## ACTIVITY:
The records must be returned word for word.

[Opening DATA SUPPLIED section]

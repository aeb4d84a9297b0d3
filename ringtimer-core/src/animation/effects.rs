//! Per-animation render functions
//!
//! Each function overwrites every pixel of the slice it is given. Master
//! brightness is applied afterwards by the engine.

use heapless::Vec;
use micromath::F32Ext;
use rgb::RGB8;

use super::color::{add_saturating, fade, gamma, scale_video, unit_to_u8, BLACK};
use super::easing::{ease_in_out_cubic, ease_out_quart, phase, ping_pong};
use super::params::AnimationParams;
use super::{BREATH_PERIOD_MS, COMET_PERIOD_MS, FLASH_PERIOD_MS, MAX_PIXELS, PULSE_PERIOD_MS};

/// Lowest relative brightness of the breathing selection cursor
const BREATH_FLOOR: f32 = 0.5;

/// Per-frame trail retention for the comet (out of 256)
const COMET_DECAY: u8 = 192;

/// Brightness band of the pulse animation
#[derive(Debug, Clone, Copy, PartialEq, Eq)]
#[cfg_attr(feature = "defmt", derive(defmt::Format))]
pub struct PulseBand {
    pub min: u8,
    pub max: u8,
}

impl Default for PulseBand {
    fn default() -> Self {
        Self { min: 24, max: 255 }
    }
}

impl PulseBand {
    /// Map a 0-255 wave level into the band
    pub fn map(&self, level: u8) -> u8 {
        let (lo, hi) = if self.min <= self.max {
            (self.min, self.max)
        } else {
            (self.max, self.min)
        };
        let span = (hi - lo) as u16;
        lo + (span * level as u16 / 255) as u8
    }
}

/// Decaying trail owned across comet frames
#[derive(Debug, Clone, Default)]
pub struct CometState {
    trail: Vec<RGB8, MAX_PIXELS>,
}

impl CometState {
    pub const fn new() -> Self {
        Self { trail: Vec::new() }
    }

    pub fn reset(&mut self) {
        self.trail.clear();
    }

    fn fit(&mut self, len: usize) {
        if self.trail.len() != len {
            self.trail.clear();
            // Callers never pass more than MAX_PIXELS
            let _ = self.trail.resize(len.min(MAX_PIXELS), BLACK);
        }
    }
}

/// Fill `segment` up to a fractional `level` measured in pixels
///
/// Pixels below the integer part get `color`, the pixel at the integer
/// part gets `color` scaled by `boundary(frac)`, the rest go dark.
fn fill_level(segment: &mut [RGB8], level: f32, color: RGB8, boundary: impl Fn(f32) -> u8) {
    let level = level.clamp(0.0, segment.len() as f32);
    let full = level as usize;
    let frac = level - full as f32;

    for (index, pixel) in segment.iter_mut().enumerate() {
        *pixel = if index < full {
            color
        } else if index == full && frac > 0.0 {
            scale_video(color, boundary(frac))
        } else {
            BLACK
        };
    }
}

/// Fill level for the progress fills: `progress * (N + 1)`, capped at N
///
/// Scaling by N would leave half a ring at exactly six full pixels on a
/// 12-pixel ring. Half a ring must light pixels 0..=5 and pixel 6 at half,
/// which needs the N + 1 scale.
fn fill_progress(len: usize, progress: f32) -> f32 {
    (progress * (len + 1) as f32).min(len as f32)
}

pub fn off(buffer: &mut [RGB8]) {
    buffer.fill(BLACK);
}

pub fn solid(buffer: &mut [RGB8], params: &AnimationParams) {
    buffer.fill(params.primary);
}

/// Selection fill with a breathing boundary pixel
pub fn time_selection(buffer: &mut [RGB8], params: &AnimationParams) {
    let level = fill_progress(buffer.len(), params.clamped_progress());
    let angle = phase(params.timestamp_ms, BREATH_PERIOD_MS) * core::f32::consts::TAU;
    let wave = F32Ext::sin(angle);
    let breath = BREATH_FLOOR + (1.0 - BREATH_FLOOR) * (wave + 1.0) / 2.0;

    fill_level(buffer, level, params.primary, |frac| {
        unit_to_u8(frac * breath)
    });
}

/// Remaining-time fill with a gamma-corrected boundary pixel
pub fn countdown(buffer: &mut [RGB8], params: &AnimationParams) {
    let level = fill_progress(buffer.len(), params.clamped_progress());
    fill_level(buffer, level, params.primary, |frac| gamma(unit_to_u8(frac)));
}

/// Rotating head with a decaying trail
///
/// The head is split across two neighbouring pixels by its sub-pixel
/// position, so it moves smoothly at any ring size.
pub fn comet(buffer: &mut [RGB8], params: &AnimationParams, state: &mut CometState) {
    let len = buffer.len().min(MAX_PIXELS);
    if len == 0 {
        return;
    }
    state.fit(len);

    for pixel in state.trail.iter_mut() {
        *pixel = fade(*pixel, COMET_DECAY);
    }

    let position = phase(params.timestamp_ms, COMET_PERIOD_MS) * len as f32;
    let head = (position as usize).min(len - 1);
    let lead = unit_to_u8(position - head as f32);
    let next = (head + 1) % len;

    state.trail[head] = add_saturating(state.trail[head], scale_video(params.primary, 255 - lead));
    state.trail[next] = add_saturating(state.trail[next], scale_video(params.primary, lead));

    buffer[..len].copy_from_slice(&state.trail);
    buffer[len..].fill(BLACK);
}

/// Whole-ring breathing between the band limits
pub fn pulse(buffer: &mut [RGB8], params: &AnimationParams, band: PulseBand) {
    let wave = ease_in_out_cubic(ping_pong(params.timestamp_ms, PULSE_PERIOD_MS));
    let level = band.map(gamma(unit_to_u8(wave)));
    buffer.fill(scale_video(params.primary, level));
}

/// Solid prefix in `primary`, eased sweep in `secondary` after it
pub fn gauge_sweep(buffer: &mut [RGB8], params: &AnimationParams) {
    let prefix = (params.gauge_prefix as usize).min(buffer.len());
    let (head, tail) = buffer.split_at_mut(prefix);
    head.fill(params.primary);

    let level = ease_out_quart(params.clamped_progress()) * tail.len() as f32;
    fill_level(tail, level, params.secondary, unit_to_u8);
}

/// Whole-ring flash in `color`, one cycle per [`FLASH_PERIOD_MS`]
pub fn flash(buffer: &mut [RGB8], params: &AnimationParams, color: RGB8) {
    let wave = ease_in_out_cubic(ping_pong(params.timestamp_ms, FLASH_PERIOD_MS));
    buffer.fill(scale_video(color, unit_to_u8(wave)));
}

[Closing DATA SUPPLIED section]

## SOLUTION FOR THIS PROBLEM:
repository aeb4d84a9297b0d3
filename ringtimer-core/src/animation/effects.rs
//! Per-animation render functions
//!
//! Each function overwrites every pixel of the slice it is given. Master
//! brightness is applied afterwards by the engine.

use heapless::Vec;
use micromath::F32Ext;
use rgb::RGB8;

use super::color::{add_saturating, fade, gamma, scale_video, unit_to_u8, BLACK};
use super::easing::{ease_in_out_cubic, ease_out_quart, phase, ping_pong};
use super::params::AnimationParams;
use super::{BREATH_PERIOD_MS, COMET_PERIOD_MS, FLASH_PERIOD_MS, MAX_PIXELS, PULSE_PERIOD_MS};

/// Lowest relative brightness of the breathing selection cursor
const BREATH_FLOOR: f32 = 0.5;

/// Per-frame trail retention for the comet (out of 256)
const COMET_DECAY: u8 = 192;

/// Brightness band of the pulse animation
#[derive(Debug, Clone, Copy, PartialEq, Eq)]
#[cfg_attr(feature = "defmt", derive(defmt::Format))]
pub struct PulseBand {
    pub min: u8,
    pub max: u8,
}

impl Default for PulseBand {
    fn default() -> Self {
        Self { min: 24, max: 255 }
    }
}

impl PulseBand {
    /// Map a 0-255 wave level into the band
    pub fn map(&self, level: u8) -> u8 {
        let (lo, hi) = if self.min <= self.max {
            (self.min, self.max)
        } else {
            (self.max, self.min)
        };
        let span = (hi - lo) as u16;
        lo + (span * level as u16 / 255) as u8
    }
}

/// Decaying trail owned across comet frames
#[derive(Debug, Clone, Default)]
pub struct CometState {
    trail: Vec<RGB8, MAX_PIXELS>,
}

impl CometState {
    pub const fn new() -> Self {
        Self { trail: Vec::new() }
    }

    pub fn reset(&mut self) {
        self.trail.clear();
    }

    fn fit(&mut self, len: usize) {
        if self.trail.len() != len {
            self.trail.clear();
            // Callers never pass more than MAX_PIXELS
            let _ = self.trail.resize(len.min(MAX_PIXELS), BLACK);
        }
    }
}

/// Fill `segment` up to a fractional `level` measured in pixels
///
/// Pixels below the integer part get `color`, the pixel at the integer
/// part gets `color` scaled by `boundary(frac)`, the rest go dark.
fn fill_level(segment: &mut [RGB8], level: f32, color: RGB8, boundary: impl Fn(f32) -> u8) {
    let level = level.clamp(0.0, segment.len() as f32);
    let full = level as usize;
    let frac = level - full as f32;

    for (index, pixel) in segment.iter_mut().enumerate() {
        *pixel = if index < full {
            color
        } else if index == full && frac > 0.0 {
            scale_video(color, boundary(frac))
        } else {
            BLACK
        };
    }
}

/// Fill level for the progress fills: `progress * (N + 1)`, capped at N
///
/// Scaling by N would leave half a ring at exactly six full pixels on a
/// 12-pixel ring. Half a ring must light pixels 0..=5 and pixel 6 at half,
/// which needs the N + 1 scale.
fn fill_progress(len: usize, progress: f32) -> f32 {
    (progress * (len + 1) as f32).min(len as f32)
}

pub fn off(buffer: &mut [RGB8]) {
    buffer.fill(BLACK);
}

pub fn solid(buffer: &mut [RGB8], params: &AnimationParams) {
    buffer.fill(params.primary);
}

/// Selection fill with a breathing boundary pixel
pub fn time_selection(buffer: &mut [RGB8], params: &AnimationParams) {
    let level = fill_progress(buffer.len(), params.clamped_progress());
    let angle = phase(params.timestamp_ms, BREATH_PERIOD_MS) * core::f32::consts::TAU;
    let wave = F32Ext::sin(angle);
    let breath = BREATH_FLOOR + (1.0 - BREATH_FLOOR) * (wave + 1.0) / 2.0;

    fill_level(buffer, level, params.primary, |frac| {
        unit_to_u8(frac * breath)
    });
}

/// Remaining-time fill with a gamma-corrected boundary pixel
pub fn countdown(buffer: &mut [RGB8], params: &AnimationParams) {
    let level = fill_progress(buffer.len(), params.clamped_progress());
    fill_level(buffer, level, params.primary, |frac| gamma(unit_to_u8(frac)));
}

/// Rotating head with a decaying trail
///
/// The head is split across two neighbouring pixels by its sub-pixel
/// position, so it moves smoothly at any ring size.
pub fn comet(buffer: &mut [RGB8], params: &AnimationParams, state: &mut CometState) {
    let len = buffer.len().min(MAX_PIXELS);
    if len == 0 {
        return;
    }
    state.fit(len);

    for pixel in state.trail.iter_mut() {
        *pixel = fade(*pixel, COMET_DECAY);
    }

    let position = phase(params.timestamp_ms, COMET_PERIOD_MS) * len as f32;
    let head = (position as usize).min(len - 1);
    let lead = unit_to_u8(position - head as f32);
    let next = (head + 1) % len;

    state.trail[head] = add_saturating(state.trail[head], scale_video(params.primary, 255 - lead));
    state.trail[next] = add_saturating(state.trail[next], scale_video(params.primary, lead));

    buffer[..len].copy_from_slice(&state.trail);
    buffer[len..].fill(BLACK);
}

/// Whole-ring breathing between the band limits
pub fn pulse(buffer: &mut [RGB8], params: &AnimationParams, band: PulseBand) {
    let wave = ease_in_out_cubic(ping_pong(params.timestamp_ms, PULSE_PERIOD_MS));
    let level = band.map(gamma(unit_to_u8(wave)));
    buffer.fill(scale_video(params.primary, level));
}

/// Solid prefix in `primary`, eased sweep in `secondary` after it
pub fn gauge_sweep(buffer: &mut [RGB8], params: &AnimationParams) {
    let prefix = (params.gauge_prefix as usize).min(buffer.len());
    let (head, tail) = buffer.split_at_mut(prefix);
    head.fill(params.primary);

    let level = ease_out_quart(params.clamped_progress()) * tail.len() as f32;
    fill_level(tail, level, params.secondary, unit_to_u8);
}

/// Whole-ring flash in `color`, one cycle per [`FLASH_PERIOD_MS`]
pub fn flash(buffer: &mut [RGB8], params: &AnimationParams, color: RGB8) {
    let wave = ease_in_out_cubic(ping_pong(params.timestamp_ms, FLASH_PERIOD_MS));
    buffer.fill(scale_video(color, unit_to_u8(wave)));
}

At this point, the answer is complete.